Fredegond Cecily Shove (/ˈfrɛdɪgɒnd ˈʃoʊv/ FRED-i-gond-_-SHOHV) (née Maitland; 1889–1949) was an English poet. Two collections of her poetry were published in her lifetime, and a small selection also appeared after her death.

==Early life and publications==
Fredegond Cecily Maitland was the daughter of a legal historian, Frederic William Maitland, and his wife Florence Henrietta Fisher. Her mother was a maternal first cousin to Virginia Woolf and sister of Adeline Maria Fisher, the wife of Ralph Vaughan Williams. Her mother's second marriage to Francis Darwin in 1913 brought her in contact with his extended family. She attended Newnham College in 1910–1913 and during that period also spent time in London with the Vaughan Williams. In 1915 she married the economist Gerald Shove, who like her own family, had links with the Bloomsbury group. As a conscientious objector doing farming as his alternative service, he worked at Garsington Manor near Oxford for most of 1916–1917. The future Juliette Huxley, who was working there as a French tutor, later reminisced: "In those days... I saw a good deal of Fredegond Shove, Gerald's wife, who lived like a Spartan at the Bailiff's Cottage." Their employer, Lady Ottoline Morrell, also remembered Fredegond then as "an enchanting creature, very sensitive, delicate and highly strung, with a fantastic imagination".

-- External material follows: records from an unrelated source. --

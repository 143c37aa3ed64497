//! Per-task watermark tracking.
//!
//! The tracker derives the watermark from observed record timestamps as
//! `max(previous, event_time - allowed_out_of_orderness)`. Two emission
//! policies control when the derived value is surfaced to listeners:
//!
//! - [`EmitPolicy::PerRecord`]: the watermark advances on every record
//! - [`EmitPolicy::Interval`]: the watermark advances only on a scheduled
//!   wall-clock punctuation driven by the host

use std::time::Duration;

use super::Watermark;

/// When the tracked watermark is surfaced.
#[derive(Debug, Clone, Copy, PartialEq, Eq)]
pub enum EmitPolicy {
    /// Advance and emit on every observed record.
    PerRecord,
    /// Advance only on [`WatermarkTracker::on_punctuate`], which the host
    /// schedules at this wall-clock interval.
    Interval(Duration),
}

/// Maintains the event-time watermark for one stream task.
///
/// The watermark starts at 0 and is monotonically non-decreasing. Records
/// only ever raise the maximum observed event time; the watermark trails it
/// by the configured out-of-orderness allowance.
#[derive(Debug)]
pub struct WatermarkTracker {
    policy: EmitPolicy,
    allowed_out_of_orderness_ms: i64,
    max_event_time: i64,
    current: i64,
}

impl WatermarkTracker {
    /// Creates a tracker with the given allowance and emission policy.
    #[must_use]
    #[allow(clippy::cast_possible_truncation)]
    pub fn new(allowed_out_of_orderness: Duration, policy: EmitPolicy) -> Self {
        Self {
            policy,
            // Truncation is acceptable: allowances beyond 2^63 ms are not practical
            allowed_out_of_orderness_ms: allowed_out_of_orderness.as_millis() as i64,
            max_event_time: 0,
            current: 0,
        }
    }

    /// Creates a per-record tracker.
    #[must_use]
    pub fn per_record(allowed_out_of_orderness: Duration) -> Self {
        Self::new(allowed_out_of_orderness, EmitPolicy::PerRecord)
    }

    /// Creates an interval tracker; the host schedules
    /// [`Self::on_punctuate`] at `every`.
    #[must_use]
    pub fn at_interval(allowed_out_of_orderness: Duration, every: Duration) -> Self {
        Self::new(allowed_out_of_orderness, EmitPolicy::Interval(every))
    }

    /// Observes a record timestamp.
    ///
    /// Returns `Some(watermark)` when the policy is per-record and the
    /// watermark advanced. Under the interval policy this only updates the
    /// maximum observed event time.
    pub fn observe(&mut self, event_time: i64) -> Option<Watermark> {
        if event_time > self.max_event_time {
            self.max_event_time = event_time;
        }
        match self.policy {
            EmitPolicy::PerRecord => self.try_advance(self.candidate()),
            EmitPolicy::Interval(_) => None,
        }
    }

    /// Surfaces any pending watermark advance. Driven by the host's
    /// wall-clock punctuation under the interval policy.
    pub fn on_punctuate(&mut self) -> Option<Watermark> {
        self.try_advance(self.candidate())
    }

    /// Advances the watermark from an external source (e.g., a
    /// source-provided watermark). Returns `None` on no advance.
    pub fn advance_to(&mut self, timestamp: i64) -> Option<Watermark> {
        let advanced = self.try_advance(timestamp);
        if advanced.is_some() {
            // Keep max_event_time >= current + allowance so later records
            // cannot regress the derived candidate.
            let floor = timestamp.saturating_add(self.allowed_out_of_orderness_ms);
            if floor > self.max_event_time {
                self.max_event_time = floor;
            }
        }
        advanced
    }

    /// Returns the current watermark.
    #[must_use]
    pub fn current(&self) -> Watermark {
        Watermark::new(self.current)
    }

    /// Watermark lag: distance between the maximum observed event time and
    /// the current watermark.
    #[must_use]
    pub fn lag(&self) -> i64 {
        self.max_event_time.saturating_sub(self.current)
    }

    /// Returns the punctuation interval, if the policy is interval-based.
    #[must_use]
    pub fn interval(&self) -> Option<Duration> {
        match self.policy {
            EmitPolicy::Interval(every) => Some(every),
            EmitPolicy::PerRecord => None,
        }
    }

    fn candidate(&self) -> i64 {
        self.max_event_time
            .saturating_sub(self.allowed_out_of_orderness_ms)
    }

    fn try_advance(&mut self, candidate: i64) -> Option<Watermark> {
        if candidate > self.current {
            self.current = candidate;
            Some(Watermark::new(candidate))
        } else {
            None
        }
    }
}
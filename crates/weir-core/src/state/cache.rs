//! Write-through caching store with commit-time flush.
//!
//! [`CachingStore`] buffers writes in front of an underlying [`StateStore`]
//! until the host's commit boundary. At flush, dirty entries are written
//! through to the inner store, mutations are recorded to an optional
//! [`ChangelogSink`], and the registered [`FlushListener`] observes each
//! flushed entry.
//!
//! Range scans merge the dirty buffer with the inner store in key order, so
//! readers always see their own uncommitted writes.
//!
//! ## Changelog bypass
//!
//! [`CachingStore::delete_range_without_changelog`] applies a range delete
//! directly to the inner store without recording per-key deletions. Window
//! expiry uses this: replaying the expiry timer reconstructs the deletion, so
//! the changelog does not need the individual keys.

use bytes::Bytes;
use std::collections::BTreeMap;
use std::iter::Peekable;
use std::ops::Bound;
use std::sync::Arc;

use super::{StateError, StateStore};

/// Observer invoked once per flushed dirty entry at commit boundaries.
///
/// The value passed is the post-flush canonical value re-read from the
/// underlying store, not the buffered value. For a plain put-semantics store
/// the two are identical; for a merging store they can differ, and the
/// canonical one is what downstream consumers must see.
pub trait FlushListener: Send {
    /// Called for each flushed put, in key order, before the flush returns.
    fn on_flushed(&mut self, key: &[u8], value: &Bytes);
}

/// Sink recording state mutations for changelog replication.
///
/// Best-effort: a `false` return means the sink could not accept the record
/// (backpressure), never that the state mutation failed. The store remains
/// the source of truth.
pub trait ChangelogSink: Send + Sync {
    /// Records a put. Returns `false` if the sink is full.
    fn record_put(&self, key: &[u8], value: &[u8]) -> bool;

    /// Records a delete. Returns `false` if the sink is full.
    fn record_delete(&self, key: &[u8]) -> bool;
}

/// A buffered mutation awaiting flush.
#[derive(Debug, Clone)]
enum CacheEntry {
    Put(Bytes),
    Tombstone,
}

/// Write-through cache in front of an ordered state store.
///
/// Reads see the cache first; writes buffer until [`CachingStore::flush`].
/// Scans merge cache and inner store in key order with the cache winning on
/// key collisions and tombstones hiding inner entries.
pub struct CachingStore<S> {
    inner: S,
    dirty: BTreeMap<Vec<u8>, CacheEntry>,
    listener: Option<Box<dyn FlushListener>>,
    changelog: Option<Arc<dyn ChangelogSink>>,
}

impl<S: StateStore> CachingStore<S> {
    /// Creates a caching store over the given inner store.
    #[must_use]
    pub fn new(inner: S) -> Self {
        Self {
            inner,
            dirty: BTreeMap::new(),
            listener: None,
            changelog: None,
        }
    }

    /// Registers the flush observer. A second registration replaces the
    /// first; there is exactly one observer.
    pub fn register_flush_listener(&mut self, listener: Box<dyn FlushListener>) {
        self.listener = Some(listener);
    }

    /// Attaches a changelog sink that records flushed mutations.
    pub fn set_changelog_sink(&mut self, sink: Arc<dyn ChangelogSink>) {
        self.changelog = Some(sink);
    }

    /// Returns a reference to the inner state store.
    #[must_use]
    pub fn inner(&self) -> &S {
        &self.inner
    }

    /// Number of buffered (unflushed) mutations.
    #[must_use]
    pub fn dirty_len(&self) -> usize {
        self.dirty.len()
    }

    /// Buffers a deletion without reading back the prior value.
    ///
    /// # Errors
    ///
    /// Returns `StateError` if the operation fails.
    pub fn delete_without_prior_value(&mut self, key: &[u8]) -> Result<(), StateError> {
        self.dirty.insert(key.to_vec(), CacheEntry::Tombstone);
        Ok(())
    }

    /// Deletes `from <= key < to` directly on the inner store, bypassing the
    /// changelog sink, and drops any buffered entries in the range.
    ///
    /// # Errors
    ///
    /// Returns `StateError` if the inner delete fails.
    pub fn delete_range_without_changelog(
        &mut self,
        from: &[u8],
        to: &[u8],
    ) -> Result<(), StateError> {
        self.inner.delete_range(from, to)?;
        let buffered: Vec<Vec<u8>> = self
            .dirty
            .range::<[u8], _>((Bound::Included(from), Bound::Excluded(to)))
            .map(|(k, _)| k.clone())
            .collect();
        for key in buffered {
            self.dirty.remove(&key);
        }
        Ok(())
    }

    /// Flushes all buffered mutations to the inner store.
    ///
    /// Puts and deletes are written through and recorded to the changelog
    /// sink. The flush listener then observes each flushed put with the
    /// canonical value re-read from the inner store, in key order. Returns
    /// the number of mutations flushed.
    ///
    /// # Errors
    ///
    /// Returns `StateError` if a write to the inner store fails; buffered
    /// entries are retained in that case.
    pub fn flush(&mut self) -> Result<usize, StateError> {
        for (key, entry) in &self.dirty {
            match entry {
                CacheEntry::Put(value) => {
                    self.inner.put(key, value)?;
                    if let Some(changelog) = &self.changelog {
                        let _ = changelog.record_put(key, value);
                    }
                }
                CacheEntry::Tombstone => {
                    self.inner.delete(key)?;
                    if let Some(changelog) = &self.changelog {
                        let _ = changelog.record_delete(key);
                    }
                }
            }
        }

        let flushed = self.dirty.len();

        if let Some(mut listener) = self.listener.take() {
            for (key, entry) in &self.dirty {
                if matches!(entry, CacheEntry::Put(_)) {
                    if let Some(canonical) = self.inner.get(key) {
                        listener.on_flushed(key, &canonical);
                    }
                }
            }
            self.listener = Some(listener);
        }

        self.dirty.clear();
        Ok(flushed)
    }
}

impl<S: StateStore> StateStore for CachingStore<S> {
    fn get(&self, key: &[u8]) -> Option<Bytes> {
        match self.dirty.get(key) {
            Some(CacheEntry::Put(value)) => Some(value.clone()),
            Some(CacheEntry::Tombstone) => None,
            None => self.inner.get(key),
        }
    }

    fn put(&mut self, key: &[u8], value: &[u8]) -> Result<(), StateError> {
        self.dirty
            .insert(key.to_vec(), CacheEntry::Put(Bytes::copy_from_slice(value)));
        Ok(())
    }

    fn delete(&mut self, key: &[u8]) -> Result<(), StateError> {
        self.delete_without_prior_value(key)
    }

    fn range<'a>(
        &'a self,
        from: &'a [u8],
        to: &'a [u8],
    ) -> Box<dyn Iterator<Item = (Bytes, Bytes)> + 'a> {
        let cache = self
            .dirty
            .range::<[u8], _>((Bound::Included(from), Bound::Excluded(to)));
        Box::new(MergeScan::new(self.inner.range(from, to), cache))
    }

    fn scan_from<'a>(&'a self, from: &'a [u8]) -> Box<dyn Iterator<Item = (Bytes, Bytes)> + 'a> {
        let cache = self
            .dirty
            .range::<[u8], _>((Bound::Included(from), Bound::Unbounded));
        Box::new(MergeScan::new(self.inner.scan_from(from), cache))
    }

    fn delete_range(&mut self, from: &[u8], to: &[u8]) -> Result<(), StateError> {
        let doomed: Vec<Vec<u8>> = self
            .range(from, to)
            .map(|(k, _)| k.as_ref().to_vec())
            .collect();
        for key in doomed {
            self.dirty.insert(key, CacheEntry::Tombstone);
        }
        Ok(())
    }

    fn contains(&self, key: &[u8]) -> bool {
        match self.dirty.get(key) {
            Some(CacheEntry::Put(_)) => true,
            Some(CacheEntry::Tombstone) => false,
            None => self.inner.contains(key),
        }
    }

    fn len(&self) -> usize {
        let mut len = self.inner.len();
        for (key, entry) in &self.dirty {
            match entry {
                CacheEntry::Put(_) if !self.inner.contains(key) => len += 1,
                CacheEntry::Tombstone if self.inner.contains(key) => len -= 1,
                _ => {}
            }
        }
        len
    }
}

/// Two-way merge of an inner-store scan and the dirty buffer.
///
/// Cache entries win on key collision; tombstones suppress inner entries.
struct MergeScan<'a, I, C>
where
    I: Iterator<Item = (Bytes, Bytes)>,
    C: Iterator<Item = (&'a Vec<u8>, &'a CacheEntry)>,
{
    inner: Peekable<I>,
    cache: Peekable<C>,
}

impl<'a, I, C> MergeScan<'a, I, C>
where
    I: Iterator<Item = (Bytes, Bytes)>,
    C: Iterator<Item = (&'a Vec<u8>, &'a CacheEntry)>,
{
    fn new(inner: I, cache: C) -> Self {
        Self {
            inner: inner.peekable(),
            cache: cache.peekable(),
        }
    }
}

impl<'a, I, C> Iterator for MergeScan<'a, I, C>
where
    I: Iterator<Item = (Bytes, Bytes)>,
    C: Iterator<Item = (&'a Vec<u8>, &'a CacheEntry)>,
{
    type Item = (Bytes, Bytes);

    fn next(&mut self) -> Option<Self::Item> {
        loop {
            let side = match (self.inner.peek(), self.cache.peek()) {
                (None, None) => return None,
                (Some(_), None) => std::cmp::Ordering::Less,
                (None, Some(_)) => std::cmp::Ordering::Greater,
                (Some((ik, _)), Some((ck, _))) => ik.as_ref().cmp(ck.as_slice()),
            };
            match side {
                std::cmp::Ordering::Less => return self.inner.next(),
                std::cmp::Ordering::Equal => {
                    // Cache shadows the inner entry
                    self.inner.next();
                    let (key, entry) = self.cache.next()?;
                    match entry {
                        CacheEntry::Put(value) => {
                            return Some((Bytes::copy_from_slice(key), value.clone()))
                        }
                        CacheEntry::Tombstone => {}
                    }
                }
                std::cmp::Ordering::Greater => {
                    let (key, entry) = self.cache.next()?;
                    match entry {
                        CacheEntry::Put(value) => {
                            return Some((Bytes::copy_from_slice(key), value.clone()))
                        }
                        CacheEntry::Tombstone => {}
                    }
                }
            }
        }
    }
}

In 1918, the Oxford publisher Benjamin Henry Blackwell brought out her first poetry collection, Dreams and Journeys, several poems from which were soon anthologised. One of them, "The Farmer 1917", conjures an evocative rural scene amidst the anguish of war, which suited it for The Paths of Glory (1919), a post-war anthology covering the broader field of poetry written in the period. It was later anthologized in Modern British Poetry (New York 1925), Twentieth Century Verse (Toronto 1945), Men who March away (London 1965) and the Penguin Book of World War 1 Poetry (2006). Another obliquely anti-war poem, "A man dreams that he is the creator", had appeared in Norman Angell's pacifist monthly War and Peace before inclusion in Dreams and Journeys. The following year it appeared in the American anthology The Book of Modern British Verse (Boston, 1919) and translated by Rafael Cansinos-Asséns in the Hispano-American review Cervantes.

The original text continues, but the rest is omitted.